DomesticGoddessInTraining · 11/07/2010 21:00

I read it, and all it did was make me feel really inadequate. My DS is such a daddy's boy (age 2) and according to Steve Biddulph he should really need his mother at the moment.

With a 14 week old baby, I'd encourage you to spend any spare time catching up on sleep or doing something relaxing rather than reading books that might make you feel guilty for no good reason!

maktaitai · 11/07/2010 21:03

I read it, and as a result cancelled ds's place at nursery and launched us on a career as nanny-sharers/nanny employers, which was great but once we started employing, it nearly bankrupted us.
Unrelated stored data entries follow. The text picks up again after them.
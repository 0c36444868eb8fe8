//! Embedded PostgreSQL helpers shared by integration tests.
//!
//! Each suite gets a fresh temporary database on the process-wide cluster,
//! migrated with the same embedded migrations the server applies at startup.
//! Setting `SKIP_TEST_CLUSTER=1` turns cluster bootstrap failures into a
//! printed skip instead of a panic.

use std::time::Duration;

use bloom_backend::outbound::persistence::run_pending_migrations;
use pg_embedded_setup_unpriv::test_support::shared_cluster_handle;
use pg_embedded_setup_unpriv::{ClusterHandle, TemporaryDatabase};
use tokio::runtime::Runtime;

const CLUSTER_RETRIES: usize = 5;
const CLUSTER_RETRY_DELAY: Duration = Duration::from_millis(500);

/// Returns true when `SKIP_TEST_CLUSTER` is "1", "true" or "yes".
pub fn should_skip_test_cluster() -> bool {
    std::env::var("SKIP_TEST_CLUSTER")
        .map(|value| matches!(value.to_lowercase().as_str(), "1" | "true" | "yes"))
        .unwrap_or(false)
}

/// Skip (returning `None`) when allowed, otherwise fail loudly.
pub fn handle_cluster_setup_failure<T>(reason: impl std::fmt::Display) -> Option<T> {
    if should_skip_test_cluster() {
        eprintln!("SKIP-TEST-CLUSTER: {reason}");
        None
    } else {
        panic!("Test cluster setup failed: {reason}. Set SKIP_TEST_CLUSTER=1 to skip.");
    }
}

fn cluster() -> Result<&'static ClusterHandle, String> {
    let mut attempt = 1;
    loop {
        match shared_cluster_handle() {
            Ok(handle) => return Ok(handle),
            Err(err) if attempt < CLUSTER_RETRIES => {
                eprintln!("pg-embed: attempt {attempt}/{CLUSTER_RETRIES} failed: {err:?}");
                std::thread::sleep(CLUSTER_RETRY_DELAY);
                attempt += 1;
            }
            Err(err) => return Err(format!("shared cluster: {err:?}")),
        }
    }
}

/// Create an empty database and apply every migration to it.
///
/// Must be called outside any Tokio runtime; `runtime` drives the migration.
pub fn provision_migrated_database(runtime: &Runtime) -> Result<TemporaryDatabase, String> {
    let database = cluster()?
        .temporary_database(format!("test_{}", uuid::Uuid::new_v4().simple()))
        .map_err(|err| format!("create database: {err:?}"))?;
    let url = database.url().to_string();
    runtime
        .block_on(run_pending_migrations(&url))
        .map_err(|err| err.to_string())?;
    Ok(database)
}
//! Async connection pool for Diesel PostgreSQL connections.
//!
//! Wraps `diesel-async` and `bb8` so repositories check out connections
//! without blocking the runtime. Pool failures surface as [`PoolError`], which
//! repositories translate into their port's connection error.

use std::time::Duration;

use diesel_async::AsyncPgConnection;
use diesel_async::pooled_connection::AsyncDieselConnectionManager;
use diesel_async::pooled_connection::bb8::{Pool, PooledConnection};

/// Errors that can occur during pool operations.
#[derive(Debug, Clone, PartialEq, Eq, thiserror::Error)]
pub enum PoolError {
    /// Failed to check out a connection from the pool.
    #[error("failed to get connection from pool: {message}")]
    Checkout { message: String },

    /// Failed to build the connection pool.
    #[error("failed to build connection pool: {message}")]
    Build { message: String },
}

impl PoolError {
    pub fn checkout(message: impl Into<String>) -> Self {
        Self::Checkout {
            message: message.into(),
        }
    }

    pub fn build(message: impl Into<String>) -> Self {
        Self::Build {
            message: message.into(),
        }
    }
}

/// Configuration for the database connection pool.
///
/// # Example
///
/// ```
/// use std::time::Duration;
/// use bloom_backend::outbound::persistence::PoolConfig;
///
/// let config = PoolConfig::new("postgres://bloom@localhost/bloom")
///     .with_max_size(20)
///     .with_connection_timeout(Duration::from_secs(5));
/// assert_eq!(config.max_size(), 20);
/// ```
#[derive(Debug, Clone)]
pub struct PoolConfig {
    database_url: String,
    max_size: u32,
    min_idle: Option<u32>,
    connection_timeout: Duration,
}

impl PoolConfig {
    /// Defaults: 10 connections, 2 idle, 30 second checkout timeout.
    pub fn new(database_url: impl Into<String>) -> Self {
        Self {
            database_url: database_url.into(),
            max_size: 10,
            min_idle: Some(2),
            connection_timeout: Duration::from_secs(30),
        }
    }

    pub fn with_max_size(mut self, max_size: u32) -> Self {
        self.max_size = max_size;
        self
    }

    pub fn with_min_idle(mut self, min_idle: Option<u32>) -> Self {
        self.min_idle = min_idle;
        self
    }

    pub fn with_connection_timeout(mut self, timeout: Duration) -> Self {
        self.connection_timeout = timeout;
        self
    }

    pub fn database_url(&self) -> &str {
        &self.database_url
    }

    pub fn max_size(&self) -> u32 {
        self.max_size
    }
}

/// Async connection pool for PostgreSQL via Diesel.
#[derive(Clone)]
pub struct DbPool {
    inner: Pool<AsyncPgConnection>,
}

impl DbPool {
    /// Build the pool.
    ///
    /// # Errors
    ///
    /// Returns [`PoolError::Build`] when the pool cannot be constructed.
    pub async fn new(config: PoolConfig) -> Result<Self, PoolError> {
        let manager = AsyncDieselConnectionManager::<AsyncPgConnection>::new(&config.database_url);

        let pool = Pool::builder()
            .max_size(config.max_size)
            .min_idle(config.min_idle)
            .connection_timeout(config.connection_timeout)
            .build(manager)
            .await
            .map_err(|err| PoolError::build(err.to_string()))?;

        Ok(Self { inner: pool })
    }

    /// Check out a connection.
    ///
    /// # Errors
    ///
    /// Returns [`PoolError::Checkout`] when no connection frees up within the
    /// configured timeout.
    pub async fn get(&self) -> Result<PooledConnection<'_, AsyncPgConnection>, PoolError> {
        self.inner
            .get()
            .await
            .map_err(|err| PoolError::checkout(err.to_string()))
    }
}

#[cfg(test)]
mod tests {
    use super::*;
    use rstest::rstest;

    #[rstest]
    fn defaults_suit_a_small_service() {
        let config = PoolConfig::new("postgres://localhost/bloom");

        assert_eq!(config.database_url(), "postgres://localhost/bloom");
        assert_eq!(config.max_size(), 10);
        assert_eq!(config.min_idle, Some(2));
        assert_eq!(config.connection_timeout, Duration::from_secs(30));
    }

    #[rstest]
    fn builder_overrides_defaults() {
        let config = PoolConfig::new("postgres://localhost/bloom")
            .with_max_size(4)
            .with_min_idle(None)
            .with_connection_timeout(Duration::from_secs(2));

        assert_eq!(config.max_size(), 4);
        assert_eq!(config.min_idle, None);
        assert_eq!(config.connection_timeout, Duration::from_secs(2));
    }

    #[rstest]
    fn errors_carry_their_message() {
        assert!(
            PoolError::checkout("connection refused")
                .to_string()
                .contains("connection refused")
        );
        assert!(PoolError::build("bad url").to_string().contains("bad url"));
    }
}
Considering how much ds loves school, frankly i think he would have been fine at nursery. No regrets with my choices but if I hadn't read the blardy book I would be about £2,000 better off!

Oblomov · 11/07/2010 21:05

its o.k. wouldn't recommend it. some of biddulphs points are interesting. many i totally disagreed with.

pebblejones · 11/07/2010 21:05

Thank you Domestic Goddess, excellent point. I'm a bit addicted to the 'What to expect' books, when he naps tomorrow I think I might just make a cup of tea, pop my feet up and watch my Sky plussed Britain's Next Top Model instead!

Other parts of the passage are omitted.